# How to price this option using the Black Scholes model?

I have a question regarding regular option pricing.

In the standard Black-Scholes model, with interest r and volatility $\sigma$, I have to eetermine the arbitrage free price at time $t$ of an option which at $T>t$ pays the holder the amount of 100 USD dollar if the stock price is between 50 and 100 USD.
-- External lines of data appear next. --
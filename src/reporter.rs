//! Assessment output: a serialisable JSON report and styled terminal tables.

use crate::aggregate::{BandCounts, MatrixCell, RiskBand, RiskView};
use crate::errors::{RiskError, RiskResult};
use crate::models::Recommendation;
use crate::session::Assessment;
use chrono::{DateTime, Utc};
use console::style;
use serde::{Deserialize, Serialize};
use std::path::Path;

const NAME_COLUMN: usize = 44;

#[derive(Debug, Clone, Serialize, Deserialize)]
pub struct ViewSummary {
    pub bands: BandCounts,
    pub matrix: Vec<MatrixCell>,
}

impl ViewSummary {
    fn of(view: &RiskView) -> Self {
        Self {
            bands: view.band_counts(),
            matrix: view.matrix(),
        }
    }
}

/// Recommendation attached to a vulnerability row in the report.
#[derive(Debug, Clone, Serialize, Deserialize)]
pub struct RowRecommendation {
    pub vuln_id: String,
    pub nr: usize,
    pub recommendation: Recommendation,
}

#[derive(Debug, Clone, Serialize, Deserialize)]
pub struct AssessmentReport {
    pub generated_at: DateTime<Utc>,
    pub tool_version: String,
    pub impact_label: String,
    pub assessment: Assessment,
    pub vulnerability_summary: ViewSummary,
    pub threat_summary: ViewSummary,
    pub asset_summary: ViewSummary,
    #[serde(default, skip_serializing_if = "Vec::is_empty")]
    pub recommendations: Vec<RowRecommendation>,
}

impl AssessmentReport {
    pub fn new(assessment: Assessment) -> Self {
        Self {
            generated_at: Utc::now(),
            tool_version: env!("CARGO_PKG_VERSION").to_string(),
            impact_label: assessment.mode.mode.impact_label().to_string(),
            vulnerability_summary: ViewSummary::of(&assessment.views.vulnerabilities),
            threat_summary: ViewSummary::of(&assessment.views.threats),
            asset_summary: ViewSummary::of(&assessment.views.assets),
            assessment,
            recommendations: Vec::new(),
        }
    }

    pub fn to_json(&self) -> RiskResult<String> {
        Ok(serde_json::to_string_pretty(self)?)
    }

    pub fn write(&self, path: &Path) -> RiskResult<()> {
        std::fs::write(path, self.to_json()?).map_err(|e| RiskError::io(e, path.to_path_buf()))?;
        log::info!("Assessment report written to {:?}", path);
        Ok(())
    }
}

fn truncate_middle(s: &str, max_len: usize) -> String {
    let len = s.chars().count();
    if len <= max_len {
        return s.to_string();
    }
    let half = max_len / 2;
    let start: String = s.chars().take(half).collect();
    let end: String = s.chars().skip(len - half).collect();
    format!("{}…{}", start, end)
}

fn band_label(band: RiskBand) -> String {
    let label = band.as_str().to_uppercase();
    match band {
        RiskBand::High => style(label).red().bold().to_string(),
        RiskBand::Medium => style(label).yellow().to_string(),
        RiskBand::Low => style(label).green().to_string(),
    }
}

/// Ranked table for one view.
pub fn render_view(title: &str, view: &RiskView) -> String {
    let mut out = String::new();
    out.push_str(&format!("{}\n", style(title).bold().underlined()));

    if view.is_empty() {
        out.push_str("  (no active scenarios)\n");
        return out;
    }

    out.push_str(&format!(
        "  {:>3}  {:<width$}  {:>10}  {:>10}  {:>6}  {}\n",
        "Nr",
        "Name",
        "Likelihood",
        view.mode.impact_label(),
        "Risk",
        "Band",
        width = NAME_COLUMN
    ));
    for row in &view.rows {
        out.push_str(&format!(
            "  {:>3}  {:<width$}  {:>10.2}  {:>10.2}  {:>6.2}  {}\n",
            row.nr,
            truncate_middle(&row.name, NAME_COLUMN),
            row.avg_likelihood,
            row.impact,
            row.risk,
            band_label(row.band()),
            width = NAME_COLUMN
        ));
    }

    let bands = view.band_counts();
    out.push_str(&format!(
        "  {} high, {} medium, {} low\n",
        bands.high, bands.medium, bands.low
    ));
    out
}

/// Matrix cells that hold more than one row, as `impact/likelihood: Nr list`.
pub fn render_shared_cells(view: &RiskView) -> String {
    view.matrix()
        .iter()
        .filter(|cell| cell.members.len() > 1)
        .map(|cell| {
            let nrs: Vec<String> = cell.members.iter().map(|m| m.nr.to_string()).collect();
            format!("  I {:.1} / L {:.1}: #{}\n", cell.impact, cell.likelihood, nrs.join(", #"))
        })
        .collect()
}

#[cfg(test)]
mod tests {
    use super::*;
    use crate::catalog::tests::tiny_catalog;
    use crate::profile::{Answer, Profile};
    use crate::session::Session;

    fn assessment() -> Assessment {
        let mut session = Session::new(Profile::from_answers([
            ("has_firewall", Answer::Number(1.0)),
            ("has_training", Answer::Number(1.0)),
        ]));
        session.assess(&tiny_catalog()).unwrap()
    }

    #[test]
    fn test_truncate_middle() {
        assert_eq!(truncate_middle("kurz", 10), "kurz");
        assert_eq!(truncate_middle("abcdefghij", 4), "ab…ij");
    }

    #[test]
    fn test_report_json_contains_views() {
        let report = AssessmentReport::new(assessment());
        let json = report.to_json().unwrap();
        let value: serde_json::Value = serde_json::from_str(&json).unwrap();

        assert!(value["generated_at"].is_string());
        assert_eq!(value["impact_label"], "Avg Impact");
        assert_eq!(value["assessment"]["mode"]["mode"], "average");
        assert!(value["assessment"]["views"]["vulnerabilities"]["rows"].is_array());
        assert!(value.get("recommendations").is_none());
    }

    #[test]
    fn test_render_view_lists_every_row() {
        let assessment = assessment();
        let table = render_view("Vulnerabilities", &assessment.views.vulnerabilities);
        for row in &assessment.views.vulnerabilities.rows {
            assert!(table.contains(&row.name));
        }
    }

    #[test]
    fn test_write_report() {
        let dir = tempfile::TempDir::new().unwrap();
        let path = dir.path().join("report.json");
        AssessmentReport::new(assessment()).write(&path).unwrap();
        assert!(std::fs::read_to_string(&path).unwrap().contains("vulnerability_summary"));
    }
}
I.e. an option with payoff function:

$$\phi(S) = 100 ~ \text{if} ~ 50<S_T<100 ~ \text{else} ~ 0$$

A thorough walk through in how to calculate this price would be highly appreciated.

## 2 Answers

I am too lazy to write up a longer answer and I do not know how to write LateX, so here you go

Pricing formulas for Double Knock Out and Binary Range Options

• we should really create a B&S realted Q&A ... May 23, 2014 at 9:49
• is there one in existence? May 23, 2014 at 9:52
• there must be one somewhere. I think I will create a question asking people to contribute their favourite sources. This question and the answers can be than used as a referrer for the type of question you just answered :) May 23, 2014 at 9:55
• The link doesn't work anymore. Aug 21, 2015 at 10:16
• fixed........... Aug 21, 2015 at 10:30

The payoff can be decomposed as \begin{align*} \phi(S) &= 100 \, I_{50 \le S_T < 100}\\ &= 100 \, \big(I_{S_T \ge 50} - I_{S_T \geq 100}\big). \end{align*} Note that, under the risk-neutral measure $P$, \begin{align*} E(I_{S_T \ge K} \mid \mathcal{F}_t) &= P(S_T \ge K \mid \mathcal{F}_t)\\ &= N(d_2), \end{align*} where \begin{align*} d_2 = \frac{\ln \frac{S_t}{K} + \big(r-\frac{1}{2}\sigma^2\big) (T-t)}{\sigma\sqrt{T-t}}. \end{align*} The valuation of the above option payoff is now straightforward.